I have two RDD of (key,values). My second RDD is shorter than my first RDD. I would like to associate each value of my first RDD to the corresponding value in the second RDD, with respect to the key.

val (rdd1: RDD[(key,A)])
val (rdd2: RDD[(key,B)])
val (rdd3: RDD[R])

with rdd1.count() >> rdd2.count(), and multiple elements of rdd1 have the same key.

Now, I know that I want to use a constant value for b when a corresponding key is not found in rdd2. I thought that leftOuterJoin would be the natural method to use here:

val rdd3 = rdd1.leftOuterJoin(rdd2).map{
case (key,(a,None)) => R(a,c)
case (key,(a,Some(b)) => R(a,b)
}

Anything that may strikes you as wrong here? I am getting unexpected results when joining elements like this.

1
What's unexpected? - Dima
I thought that my output was incorrect but the ordering was just wrong. I was thinking that the ordering of rdd1 would be preserved but it's not the case. Should I delete the question? - NotAbelianGroup
I don't see why not :) - Dima
What is the question? - thebluephantom

1 Answers

2
votes

Not entirely sure what your question is, but here goes:

Approach 1

val rdd1 = sc.parallelize(Array((1, 100), (2,200), (3,300) ))
val rdd2 = sc.parallelize(Array((1,100)))

object Example {
  
  val c = -999
  def myFunc = {
    val enclosedC = c
    val rdd3 = rdd1.leftOuterJoin(rdd2)
    val rdd4 = rdd3.map ( x => x match {
          case (x._1, (x._2._1, None)) => (x._1, (Some(x._2._1), Some(enclosedC)))   
          case _                       => (x._1, (Some(x._2._1), x._2._2  ))
        }).sortByKey()
    //rdd4.foreach(println)
  }
}
Example.myFunc

Approach 2

val rdd1 = sc.parallelize(Array((1, 100), (2,200), (3,300) ))
val rdd2 = sc.parallelize(Array((1,100)))

object Example {
  
  val c = -999
  def myFunc = {
    val enclosedC = c
    val rdd3 = rdd1.leftOuterJoin(rdd2)
    val rdd4 = rdd3.map(x => { if (x._2._2 == None) ( (x._1, (Some(x._2._1), Some(enclosedC)) )) else (  (x._1, (Some(x._2._1), x._2._2)) ) }).sortByKey() 
    //rdd4.foreach(println)
  }
}
Example.myFunc

Approach 3

val rdd1 = sc.parallelize(Array((1, 100), (2,200), (3,300) ))
val rdd2 = sc.parallelize(Array((1,100)))
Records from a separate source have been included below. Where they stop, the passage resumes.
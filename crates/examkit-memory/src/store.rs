//! In-memory attempt store with compare-and-swap writes.

use std::collections::HashMap;
use std::sync::Mutex;

use async_trait::async_trait;
use uuid::Uuid;

use examkit_core::model::{AttemptStatus, QuizAttempt};
use examkit_core::traits::AttemptStore;

/// Attempt persistence over a single mutexed map. `save_if_status` holds
/// the map lock across check and write, giving it the atomicity a
/// database store would get from a conditional UPDATE.
#[derive(Default)]
pub struct InMemoryAttemptStore {
    attempts: Mutex<HashMap<Uuid, QuizAttempt>>,
}

impl InMemoryAttemptStore {
    pub fn new() -> Self {
        Self::default()
    }

    pub fn len(&self) -> usize {
        self.attempts.lock().unwrap_or_else(|e| e.into_inner()).len()
    }

    pub fn is_empty(&self) -> bool {
        self.len() == 0
    }
}

#[async_trait]
impl AttemptStore for InMemoryAttemptStore {
    async fn load(&self, attempt_id: Uuid) -> anyhow::Result<Option<QuizAttempt>> {
        Ok(self
            .attempts
            .lock()
            .unwrap_or_else(|e| e.into_inner())
            .get(&attempt_id)
            .cloned())
    }

    async fn save(&self, attempt: &QuizAttempt) -> anyhow::Result<()> {
        self.attempts
            .lock()
            .unwrap_or_else(|e| e.into_inner())
            .insert(attempt.id, attempt.clone());
        Ok(())
    }

    async fn save_if_status(
        &self,
        attempt: &QuizAttempt,
        expected: AttemptStatus,
    ) -> anyhow::Result<bool> {
        let mut attempts = self.attempts.lock().unwrap_or_else(|e| e.into_inner());
        match attempts.get(&attempt.id) {
            Some(stored) if stored.status == expected => {
                attempts.insert(attempt.id, attempt.clone());
                Ok(true)
            }
            _ => Ok(false),
        }
    }

    async fn count_finished(&self, quiz_id: &str, user_id: &str) -> anyhow::Result<u32> {
        Ok(self
            .attempts
            .lock()
            .unwrap_or_else(|e| e.into_inner())
            .values()
            .filter(|a| a.quiz_id == quiz_id && a.user_id == user_id && a.status.is_finished())
            .count() as u32)
    }

    async fn list_finished(&self, quiz_id: &str) -> anyhow::Result<Vec<QuizAttempt>> {
        Ok(self
            .attempts
            .lock()
            .unwrap_or_else(|e| e.into_inner())
            .values()
            .filter(|a| a.quiz_id == quiz_id && a.status.is_finished())
            .cloned()
            .collect())
    }
}
//! Process-wide facade over the native loader singleton.
//!
//! This is the only surface the host application touches: read the version
//! (loading the native library on first use) and get or set the native
//! library search path. Call sites never deal with the loader's locking.

use std::path::PathBuf;

use once_cell::sync::Lazy;

use crate::error::Result;
use crate::loader::native::LibloadingApi;
use crate::loader::NativeLoader;
use crate::version::Version;

static LOADER: Lazy<NativeLoader> =
    Lazy::new(|| NativeLoader::new(Box::new(LibloadingApi::new())));

/// Version descriptor of the native library, loading it on first use.
pub fn version() -> Result<Version> {
    LOADER.ensure_loaded()
}

/// Directory the native library is (or will be) loaded from.
pub fn native_library_path() -> Option<PathBuf> {
    LOADER.configured_path()
}

/// Set the directory the native library will be loaded from.
///
/// Fails with [`Error::ConfigurationLocked`](crate::Error::ConfigurationLocked)
/// once the library has been loaded.
pub fn set_native_library_path(path: impl Into<PathBuf>) -> Result<()> {
    LOADER.set_search_path(path)
}
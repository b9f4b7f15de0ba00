//! The per-response measuring middleware that sits between the HTTP adapter
//! and the application handler.

mod metrics;

pub use metrics::{MetricsMiddleware, RESPONSE_METRICS_ATTR};
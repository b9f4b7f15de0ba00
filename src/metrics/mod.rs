//! Per-response measurements and the concurrent store that aggregates them.

mod record;
mod store;

pub use record::{Aggregate, Metric, ResponseMetrics};
pub use store::{MetricsSnapshot, MetricsStore, RecordError};
use std::io::{self, Write};

/// `io::Write` adapter that counts the bytes its inner writer accepts.
///
/// Writes and flushes pass straight through; the counter only ever grows by
/// what the inner writer actually took, so short writes are never
/// over-counted. Errors from the inner writer propagate unchanged.
#[derive(Debug)]
pub struct CountingStream<W: Write> {
    inner: W,
    written: u64,
}

impl<W: Write> CountingStream<W> {
    pub fn new(inner: W) -> Self {
        Self { inner, written: 0 }
    }

    /// Total bytes accepted by the inner writer since construction or the
    /// last [`reset_count`](Self::reset_count).
    pub fn bytes_written(&self) -> u64 {
        self.written
    }

    /// Zero the counter without touching the inner writer.
    pub fn reset_count(&mut self) {
        self.written = 0;
    }

    pub fn get_ref(&self) -> &W {
        &self.inner
    }

    // Crate-private: handing out `&mut W` would let callers write past the
    // counter.
    pub(crate) fn get_mut(&mut self) -> &mut W {
        &mut self.inner
    }

    pub fn into_inner(self) -> W {
        self.inner
    }
}

impl<W: Write> Write for CountingStream<W> {
    fn write(&mut self, buf: &[u8]) -> io::Result<usize> {
        let n = self.inner.write(buf)?;
        self.written += n as u64;
        Ok(n)
    }

    fn flush(&mut self) -> io::Result<()> {
        self.inner.flush()
    }
}

#[cfg(test)]
mod tests {
    use super::*;

    #[test]
    fn test_counts_bytes_the_inner_writer_accepts() {
        let mut stream = CountingStream::new(Vec::new());
        stream.write_all(b"hello").unwrap();
        stream.write_all(b" world").unwrap();
        assert_eq!(stream.bytes_written(), 11);
        assert_eq!(stream.into_inner(), b"hello world");
    }

    #[test]
    fn test_fresh_stream_reports_zero() {
        let stream = CountingStream::new(Vec::new());
        assert_eq!(stream.bytes_written(), 0);
    }

    #[test]
    fn test_reset_count_zeroes_without_clearing_the_writer() {
        let mut stream = CountingStream::new(Vec::new());
        stream.write_all(b"abc").unwrap();
        stream.reset_count();
        assert_eq!(stream.bytes_written(), 0);
        assert_eq!(stream.get_ref().len(), 3);
    }

    #[test]
    fn test_write_errors_propagate_and_leave_the_count_alone() {
        struct Failing;
        impl Write for Failing {
            fn write(&mut self, _buf: &[u8]) -> io::Result<usize> {
                Err(io::Error::new(io::ErrorKind::BrokenPipe, "closed"))
            }
            fn flush(&mut self) -> io::Result<()> {
                Ok(())
            }
        }

        let mut stream = CountingStream::new(Failing);
        let err = stream.write(b"x").unwrap_err();
        assert_eq!(err.kind(), io::ErrorKind::BrokenPipe);
        assert_eq!(stream.bytes_written(), 0);
    }
}
use std::io;
use std::net::{SocketAddr, TcpStream, ToSocketAddrs};
use std::thread;
use std::time::Duration;

use may::coroutine::JoinHandle;
// HttpServiceFactory provides `start` for may_minihttp's HttpServer.
use may_minihttp::{HttpService, HttpServiceFactory};

/// Typed wrapper around may_minihttp's HTTP server.
pub struct HttpServer<T>(pub T);

/// Handle to a running server: wait for readiness, stop it, or join it.
pub struct ServerHandle {
    addr: SocketAddr,
    handle: JoinHandle<()>,
}

impl ServerHandle {
    /// Poll the bound address until a TCP connection succeeds. Used by tests
    /// and the demo binary to avoid racing the accept loop.
    ///
    /// # Errors
    ///
    /// `TimedOut` if the server does not accept within ~250ms.
    pub fn wait_ready(&self) -> io::Result<()> {
        for _ in 0..50 {
            if TcpStream::connect(self.addr).is_ok() {
                return Ok(());
            }
            thread::sleep(Duration::from_millis(5));
        }
        Err(io::Error::new(io::ErrorKind::TimedOut, "server not ready"))
    }

    /// Cancel the server coroutine and wait for it to finish.
    pub fn stop(self) {
        // SAFETY: cancelling the accept-loop coroutine is the intended
        // shutdown path; the handle is still valid because we own it.
        unsafe {
            self.handle.coroutine().cancel();
        }
        let _ = self.handle.join();
    }

    /// Block until the server coroutine finishes (it runs until stopped).
    pub fn join(self) -> std::thread::Result<()> {
        self.handle.join()
    }
}

impl<T: HttpService + Clone + Send + Sync + 'static> HttpServer<T> {
    /// Bind and start serving on `addr`.
    pub fn start<A: ToSocketAddrs>(self, addr: A) -> io::Result<ServerHandle> {
        let addr = addr
            .to_socket_addrs()?
            .next()
            .ok_or_else(|| io::Error::new(io::ErrorKind::InvalidInput, "invalid address"))?;
        let handle = may_minihttp::HttpServer(self.0).start(addr)?;
        Ok(ServerHandle { addr, handle })
    }
}
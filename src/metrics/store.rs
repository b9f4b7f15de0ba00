use std::collections::HashMap;

use dashmap::mapref::entry::Entry;
use dashmap::DashMap;
use thiserror::Error;

use super::{Aggregate, Metric, ResponseMetrics};
use crate::ids::ResponseId;

/// Metrics are write-once per id; a second record is a middleware bug and is
/// surfaced instead of silently overwriting.
#[derive(Debug, Clone, PartialEq, Eq, Error)]
#[error("metrics for response {0} were already recorded")]
pub struct RecordError(pub ResponseId);

#[derive(Debug, Clone, Copy)]
enum Slot {
    /// Id handed out, response still in flight.
    Pending,
    Final(ResponseMetrics),
}

/// Concurrent id-to-metrics map shared by every server coroutine.
///
/// Ids become visible through [`reserve`](Self::reserve) before their
/// response completes, so the observed count ([`len`](Self::len)) covers
/// in-flight work; measurements land later through exactly one
/// [`record`](Self::record). Sharded locking (dashmap) keeps reserve/record
/// for one id atomic without serializing unrelated ids.
#[derive(Debug, Default)]
pub struct MetricsStore {
    entries: DashMap<ResponseId, Slot>,
}

impl MetricsStore {
    pub fn new() -> Self {
        Self::default()
    }

    /// Claim an id. Returns false when the id is already present, which the
    /// middleware treats as an allocation collision and retries.
    pub fn reserve(&self, id: ResponseId) -> bool {
        match self.entries.entry(id) {
            Entry::Occupied(_) => false,
            Entry::Vacant(slot) => {
                slot.insert(Slot::Pending);
                true
            }
        }
    }

    /// Store the final measurements for an id, exactly once. An id that was
    /// never reserved is stored directly; a finalized id is left untouched
    /// and the call fails.
    pub fn record(&self, id: &ResponseId, metrics: ResponseMetrics) -> Result<(), RecordError> {
        match self.entries.entry(id.clone()) {
            Entry::Occupied(mut slot) => match slot.get() {
                Slot::Final(_) => Err(RecordError(id.clone())),
                Slot::Pending => {
                    slot.insert(Slot::Final(metrics));
                    Ok(())
                }
            },
            Entry::Vacant(slot) => {
                slot.insert(Slot::Final(metrics));
                Ok(())
            }
        }
    }

    /// Point-in-time copy, safe to take while writers proceed. Every entry is
    /// observed either pending or fully written, never in between.
    pub fn snapshot(&self) -> MetricsSnapshot {
        let entries = self
            .entries
            .iter()
            .map(|entry| {
                let metrics = match entry.value() {
                    Slot::Pending => None,
                    Slot::Final(m) => Some(*m),
                };
                (entry.key().clone(), metrics)
            })
            .collect();
        MetricsSnapshot { entries }
    }

    /// Responses observed (finalized or still in flight) since the last
    /// clear.
    pub fn len(&self) -> usize {
        self.entries.len()
    }

    pub fn is_empty(&self) -> bool {
        self.entries.is_empty()
    }

    /// Responses with complete measurements.
    pub fn finalized_len(&self) -> usize {
        self.entries
            .iter()
            .filter(|entry| matches!(entry.value(), Slot::Final(_)))
            .count()
    }

    pub fn clear(&self) {
        self.entries.clear();
    }
}

/// Detached copy of the store at one instant. In-flight entries carry no
/// metrics and are excluded from aggregates and the finalized view.
#[derive(Debug, Clone, Default)]
pub struct MetricsSnapshot {
    entries: HashMap<ResponseId, Option<ResponseMetrics>>,
}

impl MetricsSnapshot {
    /// All observed ids, including in-flight ones.
    pub fn len(&self) -> usize {
        self.entries.len()
    }

    pub fn is_empty(&self) -> bool {
        self.entries.is_empty()
    }

    pub fn metrics(&self, id: &ResponseId) -> Option<ResponseMetrics> {
        self.entries.get(id).copied().flatten()
    }

    pub fn contains(&self, id: &ResponseId) -> bool {
        self.entries.contains_key(id)
    }

    /// Entries whose measurements completed before the snapshot was taken.
    pub fn finalized(&self) -> impl Iterator<Item = (&ResponseId, &ResponseMetrics)> {
        self.entries
            .iter()
            .filter_map(|(id, metrics)| metrics.as_ref().map(|m| (id, m)))
    }

    pub fn finalized_len(&self) -> usize {
        self.finalized().count()
    }

    /// Min/max/mean of one dimension over the finalized entries; all zeros
    /// when there are none.
    pub fn aggregate(&self, metric: Metric) -> Aggregate {
        let mut count: u64 = 0;
        let mut sum: u128 = 0;
        let mut min = u64::MAX;
        let mut max = 0u64;
        for (_, m) in self.finalized() {
            let value = metric.value(m);
            count += 1;
            sum += u128::from(value);
            min = min.min(value);
            max = max.max(value);
        }
        if count == 0 {
            Aggregate::default()
        } else {
            Aggregate {
                min,
                max,
                average: sum as f64 / count as f64,
            }
        }
    }
}

#[cfg(test)]
mod tests {
    use super::*;
    use std::time::Duration;

    fn m(size: u64, nanos: u64) -> ResponseMetrics {
        ResponseMetrics::new(size, Duration::from_nanos(nanos))
    }

    #[test]
    fn test_reserve_claims_each_id_once() {
        let store = MetricsStore::new();
        assert!(store.reserve(ResponseId::from("1")));
        assert!(!store.reserve(ResponseId::from("1")));
        assert_eq!(store.len(), 1);
        assert_eq!(store.finalized_len(), 0);
    }

    #[test]
    fn test_record_is_write_once() {
        let store = MetricsStore::new();
        let id = ResponseId::from("7");
        store.reserve(id.clone());
        store.record(&id, m(10, 100)).unwrap();
        let err = store.record(&id, m(99, 999)).unwrap_err();
        assert_eq!(err, RecordError(id.clone()));
        assert_eq!(store.snapshot().metrics(&id), Some(m(10, 100)));
    }

    #[test]
    fn test_record_without_reserve_stores_directly() {
        let store = MetricsStore::new();
        let id = ResponseId::from("direct");
        store.record(&id, m(5, 50)).unwrap();
        assert_eq!(store.finalized_len(), 1);
        assert!(store.record(&id, m(6, 60)).is_err());
    }

    #[test]
    fn test_snapshot_separates_pending_from_finalized() {
        let store = MetricsStore::new();
        let done = ResponseId::from("done");
        let pending = ResponseId::from("pending");
        store.reserve(done.clone());
        store.reserve(pending.clone());
        store.record(&done, m(3, 30)).unwrap();

        let snap = store.snapshot();
        assert_eq!(snap.len(), 2);
        assert_eq!(snap.finalized_len(), 1);
        assert!(snap.contains(&pending));
        assert_eq!(snap.metrics(&pending), None);
        assert_eq!(snap.metrics(&done), Some(m(3, 30)));
    }

    #[test]
    fn test_empty_snapshot_aggregates_to_zeros() {
        let snap = MetricsStore::new().snapshot();
        let agg = snap.aggregate(Metric::ResponseSize);
        assert_eq!((agg.min, agg.max), (0, 0));
        assert_eq!(agg.average, 0.0);
    }

    #[test]
    fn test_clear_forgets_everything() {
        let store = MetricsStore::new();
        store.record(&ResponseId::from("1"), m(1, 1)).unwrap();
        store.clear();
        assert!(store.is_empty());
        assert!(store.reserve(ResponseId::from("1")));
    }
}
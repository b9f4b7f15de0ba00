pub mod http_server;
pub mod request;
pub mod response;
pub mod service;

pub use http_server::{HttpServer, ServerHandle};
pub use request::{parse_query_params, parse_request, RequestContext};
pub use response::ResponseHead;
pub use service::{AppService, RequestHandler};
object Example extends Serializable {
  
val c = -999

val rdd3 = rdd1.leftOuterJoin(rdd2)
val rdd4 = rdd3.map(x => { if (x._2._2 == None) ( (x._1, (Some(x._2._1), Some(c)) )) else (  (x._1, (Some(x._2._1), x._2._2)) ) }).sortByKey() 

//rdd4.collect
//rdd4.foreach(println)
}
Example